Tags: OCD | therapy | treatments | medications | how to treat OCD | medications for OCD | OCD symptoms

New Treatments for OCD

Friday, 25 Mar 2011 12:12 PM

Obsessive compulsive disorder or OCD is a disorder that causes people to enact rituals to help control their anxiety that is caused by persistent thoughts. Many people who have OCD typically only have one of two compulsive behaviors, although it isn't impossible for someone to have such severe OCD that they cannot function in a real world environment.

OCD can take on many forms. There are those people who clean, who organize, who color code everything, and so on. There are also those individuals whose OCD causes them to injure themselves, this form of self-mutilation has recently been categorized in the OCD area when accompanied by other OCD symptoms. The point of this is that you can't be sure whether or not your compulsive style behavior is OCD until you see a psychiatrist and have it diagnosed.

Unfortunately, there aren't any new treatments for OCD. In fact, there aren't many medical treatments for OCD at all. This type of disorder is hard to diagnose and difficult to treat.

The most common drug treatments for OCD are serotonin reuptake inhibitors and tranquilizers.

If this doesn't seem like much, you're right, most other mental health disorders have dozens of drugs available for treatment, but OCD is still a mystery in this field. However, most patients do find that they will respond to some degree to the serotonin reuptake inhibitors.

Therapy is always recommended for people with OCD. People with severe cases, however, often refuse to see a therapist or require the therapist to come to their home because they cannot face the idea of visiting them elsewhere.
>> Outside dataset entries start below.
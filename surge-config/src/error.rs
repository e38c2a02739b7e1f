//! Configuration error types

use thiserror::Error;

/// Configuration result type
pub type ConfigResult<T> = Result<T, ConfigError>;

/// Configuration errors
#[derive(Error, Debug)]
pub enum ConfigError {
    #[error("Failed to read config file: {0}")]
    FileReadError(#[from] std::io::Error),

    /// YAML parsing error
    #[error("Failed to parse config: {0}")]
    ParseError(#[from] serde_yaml::Error),

    /// One or more validation failures, reported together
    #[error("Invalid configuration: {}", .0.join("; "))]
    ValidationError(Vec<String>),

    /// Environment variable error
    #[error("Environment variable error: {}", .0.join("; "))]
    EnvError(Vec<String>),

    /// A single failed rule in one domain
    #[error("Domain configuration error in {domain}: {message}")]
    DomainError { domain: String, message: String },
}

impl ConfigError {
    /// Flatten this error into individual human-readable messages
    pub fn messages(&self) -> Vec<String> {
        match self {
            ConfigError::ValidationError(messages) | ConfigError::EnvError(messages) => {
                messages.clone()
            }
            other => vec![other.to_string()],
        }
    }
}
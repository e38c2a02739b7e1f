//! Holder wallet lifecycle: create-holders and delete-holders

use super::{prepared, seed_names};
use crate::checks::Threshold;
use crate::driver::Phase;
use crate::error::{ScenarioError, ScenarioResult};
use crate::harness::Harness;
use async_trait::async_trait;
use surge_http::NewTenant;
use surge_phase::{ExecutionContext, PhaseWriter, TenantRecord};
use tracing::{debug, info, warn};

const CREATE_HOLDERS: &str = "create-holders";

#[derive(Default)]
pub struct CreateHolders {
    writer: Option<PhaseWriter>,
}

#[async_trait]
impl Phase for CreateHolders {
    fn name(&self) -> &'static str {
        CREATE_HOLDERS
    }

    fn threshold(&self) -> Threshold {
        Threshold::All
    }

    async fn setup(&mut self, harness: &Harness) -> ScenarioResult<()> {
        self.writer = Some(harness.holder_file(CREATE_HOLDERS).create_writer().await?);
        Ok(())
    }

    async fn iterate(&self, harness: &Harness, ctx: ExecutionContext) -> ScenarioResult<()> {
        let writer = prepared(&self.writer, "holder output")?;
        let index = ctx.wallet_index();
        let (wallet_label, wallet_name) = seed_names(&harness.config.test.holder_prefix, index);

        let tenant = harness.checks.require_ok(
            "holder tenant created",
            harness
                .api
                .create_tenant(
                    &harness.auth.tenant_admin,
                    &NewTenant::holder(&wallet_label, &wallet_name),
                )
                .await,
        )?;
        let access_token = tenant
            .access_token
            .ok_or_else(|| ScenarioError::missing("access_token in create tenant response"))?;
        debug!("Wallet index: {}, wallet id: {}", index, tenant.wallet_id);

        writer
            .append(&TenantRecord {
                wallet_label,
                wallet_name,
                wallet_id: tenant.wallet_id,
                access_token,
            })
            .await?;
        Ok(())
    }
}

/// Looks holders up by their seeded names, so it needs no input file
pub struct DeleteHolders;

#[async_trait]
impl Phase for DeleteHolders {
    fn name(&self) -> &'static str {
        "delete-holders"
    }

    fn threshold(&self) -> Threshold {
        Threshold::None
    }

    async fn setup(&mut self, _harness: &Harness) -> ScenarioResult<()> {
        Ok(())
    }

    async fn iterate(&self, harness: &Harness, ctx: ExecutionContext) -> ScenarioResult<()> {
        let (_, wallet_name) = seed_names(&harness.config.test.holder_prefix, ctx.wallet_index());
        let admin = &harness.auth.tenant_admin;

        let wallet_id = harness.api.wallet_id_by_name(admin, &wallet_name).await?;
        let wallet_id = harness.checks.require_some("holder found", wallet_id)?;
        harness
            .checks
            .require_ok("holder deleted", harness.api.delete_tenant(admin, &wallet_id).await)
    }

    async fn teardown(&self, harness: &Harness) -> ScenarioResult<()> {
        let file = harness.holder_file(CREATE_HOLDERS);
        match file.remove().await {
            Ok(true) => info!("Removed {}", file.path().display()),
            Ok(false) => {}
            Err(e) => warn!("Could not remove holder file: {}", e),
        }
        Ok(())
    }
}
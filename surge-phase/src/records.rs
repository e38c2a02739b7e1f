//! Records handed from one phase to the next

use serde::{Deserialize, Serialize};

/// A provisioned wallet, written by create-holders and create-issuers
#[derive(Debug, Clone, PartialEq, Serialize, Deserialize)]
pub struct TenantRecord {
    pub wallet_label: String,
    pub wallet_name: String,
    pub wallet_id: String,
    pub access_token: String,
}

#[derive(Debug, Clone, PartialEq, Serialize, Deserialize)]
pub struct SchemaRecord {
    pub schema_name: String,
    pub schema_version: String,
    pub schema_id: String,
}

#[derive(Debug, Clone, PartialEq, Serialize, Deserialize)]
pub struct CredentialDefinitionRecord {
    pub wallet_name: String,
    pub wallet_id: String,
    pub credential_definition_id: String,
}

/// An established holder-issuer connection
#[derive(Debug, Clone, PartialEq, Serialize, Deserialize)]
pub struct InvitationRecord {
    pub wallet_label: String,
    pub wallet_name: String,
    pub wallet_id: String,
    pub access_token: String,
    pub connection_id: String,
    pub issuer_connection_id: String,
    pub issuer_wallet_name: String,
    pub issuer_wallet_id: String,
    pub issuer_access_token: String,
    pub issuer_credential_definition_id: String,
}

/// An issued credential, from the issuer's side
#[derive(Debug, Clone, PartialEq, Serialize, Deserialize)]
pub struct CredentialRecord {
    pub issuer_wallet_name: String,
    pub issuer_wallet_id: String,
    pub credential_exchange_id: String,
    pub issuer_access_token: String,
    pub issuer_credential_definition_id: String,
    pub issuer_connection_id: String,
    pub date_of_issue: String,
}

/// Timestamp stamped into `date_of_issue` for one issuance run
#[derive(Debug, Clone, Copy, PartialEq, Serialize, Deserialize)]
pub struct EpochRecord {
    pub epoch_timestamp: i64,
}

#[cfg(test)]
mod tests {
    use super::*;

    #[test]
    fn test_unknown_fields_are_ignored() {
        let line = concat!(
            r#"{"wallet_label":"holder 0","wallet_name":"holder_0","#,
            r#""wallet_id":"w","access_token":"t","extra":1}"#,
        );
        let record: TenantRecord = serde_json::from_str(line).unwrap();
        assert_eq!(record.wallet_name, "holder_0");
    }

    #[test]
    fn test_missing_field_is_rejected() {
        let line = r#"{"issuer_wallet_name":"issuer_0","credential_exchange_id":"cx"}"#;
        assert!(serde_json::from_str::<CredentialRecord>(line).is_err());
    }
}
In 2009 a new treatment was developed called Medronic's Reclaim Deep Brain Stimulation (DBS) Therapy. This treatment isn't for everyone, only people who have no success with serotonin reuptake inhibitors are able to try this treatment.

DBS Therapy is a device that is surgically implanted in the brain. It releases electrical pulses in the brain targeting the areas that cause the OCD behaviors. Most patients who get this treatment respond to some degree but the procedure is dangerous and side effects can be life threatening. It is only approved for those with severe OCD and who don't respond to serotonin reuptake inhibitors.

OCD is about controlling a situation that usually can't be controlled. The good news is that most people can get help from therapy and the use of the right combination of medication and support.